Les précédentes recommandations avaient deux tailles de patchs possibles et la position recommandée dépendait de la taille des patchs.

Hyperkaliémie

Utiliser l’insuline (0.1 UI/kg, max 10 UI) avec 5 ml/kg de glucose G10% (max 250 ml) IV/IO et/ou un beta2-agoniste de courte durée d’action (salbutamol 5 µg/kg IV/IO) en traitement ; le gluconate de calcium et les bicarbonates ne doivent plus être utilisés.

Hypokaliémie

Donner 1 mmol/kg (max 30 mmol) de potassium à 2 mmol/min sur 10 min puis le reste de la dose en 5 à 10 min.

Hypothermie profonde

Donner une dose unique d’adrénaline IV en cas de température < 30°C sauf en cas de circulation extra-corporelle immédiate. En 2021, l’adrénaline n’était pas recommandée en cas de température corporelle < 30°C.

ACR avec rythme défibrillable chez un enfant ayant déjà des patchs de défibrillateur en place

Faire 3 chocs électriques externes successifs à 4 J/kg ; réévaluation rapide du rythme entre chaque choc ; commencer les CT et l’amiodarone après le 3ème choc.

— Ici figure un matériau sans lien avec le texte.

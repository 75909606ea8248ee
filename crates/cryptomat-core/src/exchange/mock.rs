//! Mock Exchange Client
//!
//! For testing and demo purposes. Serves static close series per symbol and
//! generates random coin boards that mimic the live data shape.

use std::collections::HashMap;

use async_trait::async_trait;
use rand::Rng;

use super::{validate_symbol, validate_window, ExchangeClient};
use crate::error::{ExchangeError, Result};
use crate::model::{CoinBoard, CoinSnapshot, Kline, KlineParams, KlineSeries};

/// Number of records produced when no count is configured
pub const DEFAULT_MOCK_RECORDS: usize = 20;

/// Mock exchange client with static close series
pub struct MockExchangeClient {
    series: HashMap<String, Vec<f64>>,
    healthy: bool,
}

impl Default for MockExchangeClient {
    fn default() -> Self {
        Self::new()
    }
}

impl MockExchangeClient {
    /// Client preloaded with a handful of USDT pairs
    pub fn new() -> Self {
        let series = [
            ("BTCUSDT", vec![95_100.0, 96_250.0, 97_800.0, 97_500.0]),
            ("ETHUSDT", vec![3_390.0, 3_420.5, 3_475.0, 3_450.0]),
            ("SOLUSDT", vec![187.0, 190.2, 193.8, 195.0]),
            ("ADAUSDT", vec![0.96, 0.97, 0.95, 0.95]),
            ("DOGEUSDT", vec![0.34, 0.36, 0.39, 0.38]),
        ]
        .into_iter()
        .map(|(symbol, closes)| (symbol.to_string(), closes))
        .collect();

        Self { series, healthy: true }
    }

    /// Client with no symbols at all
    pub fn empty() -> Self {
        Self {
            series: HashMap::new(),
            healthy: true,
        }
    }

    /// Register (or replace) the close series served for `symbol`
    pub fn with_series(mut self, symbol: impl Into<String>, closes: Vec<f64>) -> Self {
        self.series.insert(symbol.into().to_uppercase(), closes);
        self
    }

    /// Make `test_connection` report the given health
    pub fn with_health(mut self, healthy: bool) -> Self {
        self.healthy = healthy;
        self
    }

    fn klines(&self, symbol: &str, limit: Option<usize>) -> Result<KlineSeries> {
        let closes = self
            .series
            .get(&symbol.to_uppercase())
            .ok_or_else(|| ExchangeError::BadRequest {
                status: 400,
                message: format!("Invalid symbol: {symbol}"),
            })?;

        // Most recent `limit` records, oldest first
        let start = limit.map_or(0, |l| closes.len().saturating_sub(l));
        let klines = closes[start..]
            .iter()
            .enumerate()
            .map(|(i, &close)| Kline {
                open_time: i64::try_from(start + i).ok().map(|n| n.saturating_mul(60_000)),
                open: Some(close),
                high: Some(close),
                low: Some(close),
                close,
                volume: None,
            })
            .collect();

        Ok(KlineSeries::new(symbol, klines))
    }
}

#[async_trait]
impl ExchangeClient for MockExchangeClient {
    async fn test_connection(&self) -> bool {
        self.healthy
    }

    async fn get_latest_close_price(&self, symbol: &str, params: &KlineParams) -> Result<f64> {
        validate_symbol(symbol)?;
        let limit = params.get("limit").and_then(|l| l.parse().ok());
        self.klines(symbol, limit)?.first_close()
    }

    async fn get_change(&self, symbol: &str, interval: &str, duration: u32) -> Result<f64> {
        validate_window(symbol, interval, duration)?;
        self.klines(symbol, Some(duration as usize))?.percent_change()
    }

    async fn get_window_high(&self, symbol: &str, interval: &str, duration: u32) -> Result<f64> {
        validate_window(symbol, interval, duration)?;
        self.klines(symbol, Some(duration as usize))?.highest_high()
    }

    fn name(&self) -> &str {
        "MockExchange"
    }
}

/// Generate `count` random coin records named `coin_0..coin_{count-1}`.
pub fn generate_records(count: usize) -> CoinBoard {
    let mut rng = rand::rng();

    (0..count)
        .map(|i| {
            let magnitude = rng.random::<f64>() * 10.0;
            let change_24 = if rng.random_range(0..=10) % 2 == 0 { magnitude } else { -magnitude };

            let snapshot = CoinSnapshot {
                current_price: rng.random::<f64>() * 20.0,
                ath: 1000.0,
                change_24,
            };
            (format!("coin_{i}"), snapshot)
        })
        .collect()
}

/// Same as [`generate_records`], serialized to JSON the way an API would return it
pub fn generate_records_json(count: usize) -> Result<String> {
    Ok(serde_json::to_string(&generate_records(count))?)
}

En 2021, il n’y avait qu’un seul choc électrique externe même dans cette situation.

Post réanimation

Maintenir les PAM et PAS > 10ème percentile.


Traumatologie

HOTT

Hypotension, Oxygénation (Hypoxie), Tension pneumothorax, Tamponnade.
Cause d’insuffisance respiratoire/circulatoire et d’ACR à rechercher et traiter en priorité.
Création d’un acronyme mnémotechnique.

Pneumothorax compressif

Exsufflation au 4ème ou 5ème espace intercostal de la ligne sous axillaire OU au 2ème espace intercostal de la ligne médio-claviculaire.

En 2021, l’exsufflation était recommandée au 4ème espace intercostal de la ligne sous axillaire.


Néonatalogie

Importance du clampage retardé du cordon (30 secondes). Nouvelle notion dans l’algorithme de réanimation en salle de naissance.

L’évaluation du rythme cardiaque doit être réalisée avec des électrodes ECG (ou le stéthoscope).

FiO2 21% si > 32 SA ; FiO2 30% si < 32 SA.
Simplification avec suppression de la catégorie 28 – 32 SA entre 21 et 30%.

Ventilation à 4 mains si possible.
Recommandations si le nombre de soignants est suffisant pour améliorer la ventilation.

Objectifs de SpO2

  • 3 min : 70-75%
  • 5 min : 80-85%
  • 10 min : 85-95%

Simplification avec suppression des objectifs à 1, 2 et 4 minutes.

Adrénaline 10 à 30 µg/kg IV toutes les 4 minutes en cas de RCP.